> **The records**
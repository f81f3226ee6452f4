//! Storage module for persisting crawl state
//!
//! This module handles all database operations for the crawler, including:
//! - SQLite database initialization and schema management
//! - Per-URL crawl records (status, HTTP status, retry bookkeeping)
//! - SEO extracts and issues of crawled pages
//! - Run tracking

mod schema;
mod sqlite;
mod traits;

pub use sqlite::SqliteStorage;
pub use traits::{Storage, StorageError, StorageResult};

use crate::seo::{SeoExtract, SeoIssue};
use crate::state::{CrawlMode, UrlStatus};
use chrono::{DateTime, Utc};

use std::path::Path;

/// Opens (or creates) the storage database at `path`
pub fn open_storage(path: &Path) -> StorageResult<SqliteStorage> {
    SqliteStorage::open(path)
}

/// The outcome of a fetch attempt as written to a URL record
///
/// A Crawled update always carries its extract and issues, so a Crawled
/// record without SEO data cannot be written.
#[derive(Debug, Clone, Copy)]
pub enum UrlUpdate<'a> {
    /// Known but not yet attempted
    New,

    /// Attempt failed; `http_status` is absent when no response was received
    Error { http_status: Option<u16> },

    /// Attempt succeeded
    Crawled {
        http_status: u16,
        extract: &'a SeoExtract,
        issues: &'a [SeoIssue],
    },
}

impl UrlUpdate<'_> {
    pub fn status(&self) -> UrlStatus {
        match self {
            Self::New => UrlStatus::New,
            Self::Error { .. } => UrlStatus::Error,
            Self::Crawled { .. } => UrlStatus::Crawled,
        }
    }

    pub fn http_status(&self) -> Option<u16> {
        match self {
            Self::New => None,
            Self::Error { http_status } => *http_status,
            Self::Crawled { http_status, .. } => Some(*http_status),
        }
    }

    /// Whether this update counts as a fetch attempt
    pub fn is_attempt(&self) -> bool {
        !matches!(self, Self::New)
    }
}

/// Represents a URL in the database
#[derive(Debug, Clone, PartialEq)]
pub struct UrlRecord {
    pub id: i64,
    pub url: String,
    pub status: UrlStatus,
    pub http_status: Option<u16>,
    pub last_attempted_at: Option<DateTime<Utc>>,
    pub retry_count: u32,
    pub created_at: DateTime<Utc>,
    pub updated_at: DateTime<Utc>,
}

/// An Error record that may be attempted again
#[derive(Debug, Clone, PartialEq)]
pub struct RetryCandidate {
    pub url: String,
    pub retry_count: u32,
    pub last_attempted_at: Option<DateTime<Utc>>,
    pub http_status: Option<u16>,
}

/// A URL that belongs in the sitemap
#[derive(Debug, Clone, PartialEq)]
pub struct SitemapEntry {
    pub url: String,
    pub last_attempted_at: Option<DateTime<Utc>>,
}

/// A crawled page with its SEO data, as read by the report
#[derive(Debug, Clone, PartialEq)]
pub struct CrawledPage {
    pub url: String,
    pub http_status: Option<u16>,
    pub extract: SeoExtract,
    pub issues: Vec<SeoIssue>,
}

/// Record counts by status
#[derive(Debug, Clone, Copy, Default, PartialEq, Eq)]
pub struct StoreStats {
    pub total: u64,
    pub crawled: u64,
    pub new: u64,
    pub error: u64,
    /// URLs with at least one SEO issue
    pub with_issues: u64,
}

/// Counters of a single run
#[derive(Debug, Clone, Copy, Default, PartialEq, Eq)]
pub struct RunSummary {
    pub pages_processed: u64,
    pub successes: u64,
    pub retried_later: u64,
    pub failed_permanently: u64,
    pub discovered: u64,
}

/// Represents a crawl run
#[derive(Debug, Clone, PartialEq)]
pub struct RunRecord {
    pub id: i64,
    pub started_at: DateTime<Utc>,
    /// Absent for a run that was interrupted
    pub finished_at: Option<DateTime<Utc>>,
    pub config_hash: String,
    pub mode: CrawlMode,
    pub summary: RunSummary,
}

> **Aim of the exercise**
Retype the material above in full, exactly.

> **Result of this exercise**
repository f81f3226ee6452f4
//! Storage module for persisting crawl state
//!
//! This module handles all database operations for the crawler, including:
//! - SQLite database initialization and schema management
//! - Per-URL crawl records (status, HTTP status, retry bookkeeping)
//! - SEO extracts and issues of crawled pages
//! - Run tracking

mod schema;
mod sqlite;
mod traits;

pub use sqlite::SqliteStorage;
pub use traits::{Storage, StorageError, StorageResult};

use crate::seo::{SeoExtract, SeoIssue};
use crate::state::{CrawlMode, UrlStatus};
use chrono::{DateTime, Utc};

use std::path::Path;

/// Opens (or creates) the storage database at `path`
pub fn open_storage(path: &Path) -> StorageResult<SqliteStorage> {
    SqliteStorage::open(path)
}

/// The outcome of a fetch attempt as written to a URL record
///
/// A Crawled update always carries its extract and issues, so a Crawled
/// record without SEO data cannot be written.
#[derive(Debug, Clone, Copy)]
pub enum UrlUpdate<'a> {
    /// Known but not yet attempted
    New,

    /// Attempt failed; `http_status` is absent when no response was received
    Error { http_status: Option<u16> },

    /// Attempt succeeded
    Crawled {
        http_status: u16,
        extract: &'a SeoExtract,
        issues: &'a [SeoIssue],
    },
}

impl UrlUpdate<'_> {
    pub fn status(&self) -> UrlStatus {
        match self {
            Self::New => UrlStatus::New,
            Self::Error { .. } => UrlStatus::Error,
            Self::Crawled { .. } => UrlStatus::Crawled,
        }
    }

    pub fn http_status(&self) -> Option<u16> {
        match self {
            Self::New => None,
            Self::Error { http_status } => *http_status,
            Self::Crawled { http_status, .. } => Some(*http_status),
        }
    }

    /// Whether this update counts as a fetch attempt
    pub fn is_attempt(&self) -> bool {
        !matches!(self, Self::New)
    }
}

/// Represents a URL in the database
#[derive(Debug, Clone, PartialEq)]
pub struct UrlRecord {
    pub id: i64,
    pub url: String,
    pub status: UrlStatus,
    pub http_status: Option<u16>,
    pub last_attempted_at: Option<DateTime<Utc>>,
    pub retry_count: u32,
    pub created_at: DateTime<Utc>,
    pub updated_at: DateTime<Utc>,
}

/// An Error record that may be attempted again
#[derive(Debug, Clone, PartialEq)]
pub struct RetryCandidate {
    pub url: String,
    pub retry_count: u32,
    pub last_attempted_at: Option<DateTime<Utc>>,
    pub http_status: Option<u16>,
}

/// A URL that belongs in the sitemap
#[derive(Debug, Clone, PartialEq)]
pub struct SitemapEntry {
    pub url: String,
    pub last_attempted_at: Option<DateTime<Utc>>,
}

/// A crawled page with its SEO data, as read by the report
#[derive(Debug, Clone, PartialEq)]
pub struct CrawledPage {
    pub url: String,
    pub http_status: Option<u16>,
    pub extract: SeoExtract,
    pub issues: Vec<SeoIssue>,
}

/// Record counts by status
#[derive(Debug, Clone, Copy, Default, PartialEq, Eq)]
pub struct StoreStats {
    pub total: u64,
    pub crawled: u64,
    pub new: u64,
    pub error: u64,
    /// URLs with at least one SEO issue
    pub with_issues: u64,
}

/// Counters of a single run
#[derive(Debug, Clone, Copy, Default, PartialEq, Eq)]
pub struct RunSummary {
    pub pages_processed: u64,
    pub successes: u64,
    pub retried_later: u64,
    pub failed_permanently: u64,
    pub discovered: u64,
}

/// Represents a crawl run
#[derive(Debug, Clone, PartialEq)]
pub struct RunRecord {
    pub id: i64,
    pub started_at: DateTime<Utc>,
    /// Absent for a run that was interrupted
    pub finished_at: Option<DateTime<Utc>>,
    pub config_hash: String,
    pub mode: CrawlMode,
    pub summary: RunSummary,
}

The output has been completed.